- **WHAT THE TASK ASKS**
Look through the material below and copy every line containing the word "struct".

RECORDS FOR THIS TASK: Begin

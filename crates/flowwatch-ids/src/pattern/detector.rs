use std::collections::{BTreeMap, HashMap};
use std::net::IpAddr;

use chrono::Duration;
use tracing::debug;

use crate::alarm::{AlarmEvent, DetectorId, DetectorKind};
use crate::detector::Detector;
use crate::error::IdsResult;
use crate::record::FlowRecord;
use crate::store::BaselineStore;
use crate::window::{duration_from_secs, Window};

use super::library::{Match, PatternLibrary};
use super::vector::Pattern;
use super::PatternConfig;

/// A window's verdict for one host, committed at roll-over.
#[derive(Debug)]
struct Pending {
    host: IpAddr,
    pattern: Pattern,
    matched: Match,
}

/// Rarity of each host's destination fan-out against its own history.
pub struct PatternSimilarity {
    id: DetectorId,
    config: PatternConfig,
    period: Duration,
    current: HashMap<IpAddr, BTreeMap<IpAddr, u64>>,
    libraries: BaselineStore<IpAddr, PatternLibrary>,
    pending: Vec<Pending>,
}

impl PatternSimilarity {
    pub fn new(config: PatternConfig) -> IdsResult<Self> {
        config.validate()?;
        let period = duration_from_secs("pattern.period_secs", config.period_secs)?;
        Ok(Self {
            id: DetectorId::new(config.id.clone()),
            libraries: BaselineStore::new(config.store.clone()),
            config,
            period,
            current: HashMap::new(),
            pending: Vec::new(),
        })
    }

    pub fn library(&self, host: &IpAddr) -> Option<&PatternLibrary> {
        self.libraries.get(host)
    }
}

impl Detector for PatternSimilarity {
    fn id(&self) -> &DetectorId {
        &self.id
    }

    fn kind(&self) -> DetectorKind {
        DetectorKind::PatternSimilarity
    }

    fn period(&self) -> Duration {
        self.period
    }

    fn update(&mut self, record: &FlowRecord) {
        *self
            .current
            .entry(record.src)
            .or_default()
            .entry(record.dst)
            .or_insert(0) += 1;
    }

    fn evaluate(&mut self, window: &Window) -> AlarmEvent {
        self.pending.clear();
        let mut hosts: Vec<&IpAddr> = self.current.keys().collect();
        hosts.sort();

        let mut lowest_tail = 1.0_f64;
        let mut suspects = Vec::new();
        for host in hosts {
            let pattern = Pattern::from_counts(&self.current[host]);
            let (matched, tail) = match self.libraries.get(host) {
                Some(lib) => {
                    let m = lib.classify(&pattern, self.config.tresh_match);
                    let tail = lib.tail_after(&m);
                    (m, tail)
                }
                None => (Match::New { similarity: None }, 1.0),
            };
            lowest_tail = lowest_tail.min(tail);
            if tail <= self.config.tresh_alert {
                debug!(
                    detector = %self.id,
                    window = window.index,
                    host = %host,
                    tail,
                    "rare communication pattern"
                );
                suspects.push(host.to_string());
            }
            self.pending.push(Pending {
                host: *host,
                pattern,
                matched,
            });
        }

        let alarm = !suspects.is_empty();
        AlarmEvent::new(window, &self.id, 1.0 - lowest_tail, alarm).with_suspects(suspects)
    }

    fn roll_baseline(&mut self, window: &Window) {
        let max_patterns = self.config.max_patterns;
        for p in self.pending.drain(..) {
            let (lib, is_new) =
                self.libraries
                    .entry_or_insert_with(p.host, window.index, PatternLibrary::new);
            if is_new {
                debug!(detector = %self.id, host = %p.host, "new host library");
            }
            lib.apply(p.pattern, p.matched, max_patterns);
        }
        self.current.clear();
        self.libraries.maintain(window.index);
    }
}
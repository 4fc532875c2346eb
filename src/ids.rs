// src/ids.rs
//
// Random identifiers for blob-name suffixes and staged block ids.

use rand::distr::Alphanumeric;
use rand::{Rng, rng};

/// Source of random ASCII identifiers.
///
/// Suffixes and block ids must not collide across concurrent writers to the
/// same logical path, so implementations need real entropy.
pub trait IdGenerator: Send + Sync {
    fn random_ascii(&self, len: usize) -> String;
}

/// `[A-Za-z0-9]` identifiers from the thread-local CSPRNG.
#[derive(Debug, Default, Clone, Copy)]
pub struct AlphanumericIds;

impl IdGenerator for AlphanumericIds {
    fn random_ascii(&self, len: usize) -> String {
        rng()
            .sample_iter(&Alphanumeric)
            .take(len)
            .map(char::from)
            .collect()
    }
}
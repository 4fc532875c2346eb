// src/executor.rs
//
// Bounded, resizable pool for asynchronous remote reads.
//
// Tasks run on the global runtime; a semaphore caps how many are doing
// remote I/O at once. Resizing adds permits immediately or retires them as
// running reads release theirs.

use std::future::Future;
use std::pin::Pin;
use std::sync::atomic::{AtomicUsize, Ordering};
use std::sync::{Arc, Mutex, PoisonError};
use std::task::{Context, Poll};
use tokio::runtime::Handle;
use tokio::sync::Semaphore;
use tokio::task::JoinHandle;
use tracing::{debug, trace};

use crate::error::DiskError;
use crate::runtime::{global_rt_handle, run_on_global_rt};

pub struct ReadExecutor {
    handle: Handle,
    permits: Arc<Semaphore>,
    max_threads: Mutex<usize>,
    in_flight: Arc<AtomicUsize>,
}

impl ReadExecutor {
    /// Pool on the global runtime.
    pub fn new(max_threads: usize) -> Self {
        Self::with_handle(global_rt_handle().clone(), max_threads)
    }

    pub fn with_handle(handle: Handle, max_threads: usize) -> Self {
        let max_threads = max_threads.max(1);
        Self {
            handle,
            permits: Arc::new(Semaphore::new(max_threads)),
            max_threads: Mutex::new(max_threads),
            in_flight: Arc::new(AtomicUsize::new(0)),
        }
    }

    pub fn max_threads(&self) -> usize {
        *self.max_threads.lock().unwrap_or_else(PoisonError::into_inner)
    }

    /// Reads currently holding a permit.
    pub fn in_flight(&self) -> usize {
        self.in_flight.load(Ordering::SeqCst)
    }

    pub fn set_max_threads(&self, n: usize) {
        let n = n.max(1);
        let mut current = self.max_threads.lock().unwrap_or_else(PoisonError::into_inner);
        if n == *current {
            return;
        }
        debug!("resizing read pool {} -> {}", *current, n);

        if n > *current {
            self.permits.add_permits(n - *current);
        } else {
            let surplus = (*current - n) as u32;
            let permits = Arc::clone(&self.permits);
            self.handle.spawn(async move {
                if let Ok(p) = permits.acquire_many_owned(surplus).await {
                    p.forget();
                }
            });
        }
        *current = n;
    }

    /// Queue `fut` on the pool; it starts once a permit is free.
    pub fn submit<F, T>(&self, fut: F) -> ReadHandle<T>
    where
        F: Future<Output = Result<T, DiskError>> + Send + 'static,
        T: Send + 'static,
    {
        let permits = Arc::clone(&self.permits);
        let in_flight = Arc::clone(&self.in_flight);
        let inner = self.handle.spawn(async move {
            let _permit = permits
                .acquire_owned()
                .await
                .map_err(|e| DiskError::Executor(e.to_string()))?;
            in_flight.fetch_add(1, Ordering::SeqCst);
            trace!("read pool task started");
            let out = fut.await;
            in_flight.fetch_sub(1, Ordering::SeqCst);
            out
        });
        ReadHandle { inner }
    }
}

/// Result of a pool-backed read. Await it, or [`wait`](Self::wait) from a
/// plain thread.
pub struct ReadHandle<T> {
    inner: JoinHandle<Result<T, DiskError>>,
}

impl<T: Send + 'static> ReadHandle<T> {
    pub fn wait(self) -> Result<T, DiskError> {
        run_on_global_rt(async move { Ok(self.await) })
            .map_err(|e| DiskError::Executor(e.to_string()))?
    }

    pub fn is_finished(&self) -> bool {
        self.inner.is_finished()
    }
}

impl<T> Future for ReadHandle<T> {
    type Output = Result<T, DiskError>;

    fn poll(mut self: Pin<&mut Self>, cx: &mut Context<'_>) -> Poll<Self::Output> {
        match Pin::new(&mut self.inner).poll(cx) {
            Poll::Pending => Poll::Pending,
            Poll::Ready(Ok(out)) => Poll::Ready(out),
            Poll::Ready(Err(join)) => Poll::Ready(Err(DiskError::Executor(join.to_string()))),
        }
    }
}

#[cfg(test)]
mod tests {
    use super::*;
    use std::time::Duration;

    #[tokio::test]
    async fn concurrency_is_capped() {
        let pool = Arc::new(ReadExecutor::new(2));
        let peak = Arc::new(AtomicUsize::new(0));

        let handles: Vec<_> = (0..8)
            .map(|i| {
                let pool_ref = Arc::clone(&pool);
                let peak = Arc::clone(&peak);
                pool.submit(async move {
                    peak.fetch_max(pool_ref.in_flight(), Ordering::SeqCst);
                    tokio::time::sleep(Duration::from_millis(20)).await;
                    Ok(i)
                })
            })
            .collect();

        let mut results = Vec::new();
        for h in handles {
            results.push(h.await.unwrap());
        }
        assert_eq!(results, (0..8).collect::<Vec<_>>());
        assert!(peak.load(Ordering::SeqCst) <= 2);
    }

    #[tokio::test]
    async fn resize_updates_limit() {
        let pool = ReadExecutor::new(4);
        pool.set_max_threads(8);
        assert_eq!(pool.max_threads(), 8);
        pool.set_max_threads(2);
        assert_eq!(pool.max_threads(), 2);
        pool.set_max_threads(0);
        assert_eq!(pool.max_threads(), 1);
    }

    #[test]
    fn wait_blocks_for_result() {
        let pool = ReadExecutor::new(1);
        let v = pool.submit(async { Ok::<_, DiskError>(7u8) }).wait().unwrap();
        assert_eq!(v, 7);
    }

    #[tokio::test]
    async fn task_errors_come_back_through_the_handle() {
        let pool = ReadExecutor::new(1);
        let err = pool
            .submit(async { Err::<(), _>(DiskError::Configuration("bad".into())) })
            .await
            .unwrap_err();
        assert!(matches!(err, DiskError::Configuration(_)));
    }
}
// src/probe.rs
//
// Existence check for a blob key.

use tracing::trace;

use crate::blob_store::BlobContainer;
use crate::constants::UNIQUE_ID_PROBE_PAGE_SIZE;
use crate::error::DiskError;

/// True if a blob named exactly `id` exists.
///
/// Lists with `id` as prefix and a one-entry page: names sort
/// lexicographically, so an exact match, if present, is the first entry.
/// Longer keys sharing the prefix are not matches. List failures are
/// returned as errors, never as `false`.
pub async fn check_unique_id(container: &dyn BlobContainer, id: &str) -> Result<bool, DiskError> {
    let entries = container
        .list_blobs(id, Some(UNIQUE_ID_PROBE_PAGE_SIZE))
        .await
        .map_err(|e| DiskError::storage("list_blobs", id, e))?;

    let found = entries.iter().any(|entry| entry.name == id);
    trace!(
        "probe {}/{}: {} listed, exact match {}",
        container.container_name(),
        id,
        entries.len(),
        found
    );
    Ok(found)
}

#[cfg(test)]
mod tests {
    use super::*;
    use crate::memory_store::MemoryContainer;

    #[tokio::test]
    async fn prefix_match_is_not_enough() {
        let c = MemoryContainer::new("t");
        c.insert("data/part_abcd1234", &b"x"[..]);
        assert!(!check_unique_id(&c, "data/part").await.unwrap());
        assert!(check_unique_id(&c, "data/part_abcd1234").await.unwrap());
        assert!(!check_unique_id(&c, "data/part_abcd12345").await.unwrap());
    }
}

RECORDS FOR THIS TASK: End

- **SOLUTION FOR THIS PROBLEM**
struct Pending {
pub struct PatternSimilarity {
pub struct AlphanumericIds;
pub struct ReadExecutor {
pub struct ReadHandle<T> {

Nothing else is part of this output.